- Problem details
Whatever lines the data contains, output all of them unchanged.
---------- Provided records ----------
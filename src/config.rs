//! Decoder options

use serde::{Deserialize, Serialize};

use crate::{DecodeError, Result};

/// Options controlling how a volume is decoded and queried
#[derive(Debug, Clone, PartialEq, Eq, Serialize, Deserialize)]
pub struct DecodeOptions {
    /// Fail with [`DecodeError::MissingData`] when no message 5 is present
    #[serde(default)]
    pub require_vcp: bool,
    /// Column cap for `get_data` grids; `None` sizes to the widest radial
    #[serde(default)]
    pub max_ngates: Option<usize>,
    /// Log filter used by the command line tool
    #[serde(default = "default_log_filter")]
    pub log_filter: String,
}

fn default_log_filter() -> String {
    "info".to_string()
}

impl Default for DecodeOptions {
    fn default() -> Self {
        Self {
            require_vcp: false,
            max_ngates: None,
            log_filter: default_log_filter(),
        }
    }
}

impl DecodeOptions {
    /// Load options from a TOML file
    ///
    /// # Errors
    ///
    /// Returns error if file cannot be read or parsed
    pub fn from_file(path: &std::path::Path) -> Result<Self> {
        let content = std::fs::read_to_string(path)
            .map_err(|e| DecodeError::Config(format!("Failed to read config file: {e}")))?;

        let options: Self = toml::from_str(&content)
            .map_err(|e| DecodeError::Config(format!("Failed to parse config: {e}")))?;

        options.validate()?;
        Ok(options)
    }

    /// Validate options
    ///
    /// # Errors
    ///
    /// Returns error if `max_ngates` is zero or the log filter is empty
    pub fn validate(&self) -> Result<()> {
        if self.max_ngates == Some(0) {
            return Err(DecodeError::Config(
                "max_ngates must be greater than 0 when set".to_string(),
            ));
        }

        if self.log_filter.trim().is_empty() {
            return Err(DecodeError::Config("log_filter cannot be empty".to_string()));
        }

        Ok(())
    }
}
----------
- Reply to the exercise
filename src/config.rs
//! Decoder options

use serde::{Deserialize, Serialize};

use crate::{DecodeError, Result};

/// Options controlling how a volume is decoded and queried
#[derive(Debug, Clone, PartialEq, Eq, Serialize, Deserialize)]
pub struct DecodeOptions {
    /// Fail with [`DecodeError::MissingData`] when no message 5 is present
    #[serde(default)]
    pub require_vcp: bool,
    /// Column cap for `get_data` grids; `None` sizes to the widest radial
    #[serde(default)]
    pub max_ngates: Option<usize>,
    /// Log filter used by the command line tool
    #[serde(default = "default_log_filter")]
    pub log_filter: String,
}

fn default_log_filter() -> String {
    "info".to_string()
}

impl Default for DecodeOptions {
    fn default() -> Self {
        Self {
            require_vcp: false,
            max_ngates: None,
            log_filter: default_log_filter(),
        }
    }
}

impl DecodeOptions {
    /// Load options from a TOML file
    ///
    /// # Errors
    ///
    /// Returns error if file cannot be read or parsed
    pub fn from_file(path: &std::path::Path) -> Result<Self> {
        let content = std::fs::read_to_string(path)
            .map_err(|e| DecodeError::Config(format!("Failed to read config file: {e}")))?;

        let options: Self = toml::from_str(&content)
            .map_err(|e| DecodeError::Config(format!("Failed to parse config: {e}")))?;

        options.validate()?;
        Ok(options)
    }

    /// Validate options
    ///
    /// # Errors
    ///
    /// Returns error if `max_ngates` is zero or the log filter is empty
    pub fn validate(&self) -> Result<()> {
        if self.max_ngates == Some(0) {
            return Err(DecodeError::Config(
                "max_ngates must be greater than 0 when set".to_string(),
            ));
        }

        if self.log_filter.trim().is_empty() {
            return Err(DecodeError::Config("log_filter cannot be empty".to_string()));
        }

        Ok(())
    }
}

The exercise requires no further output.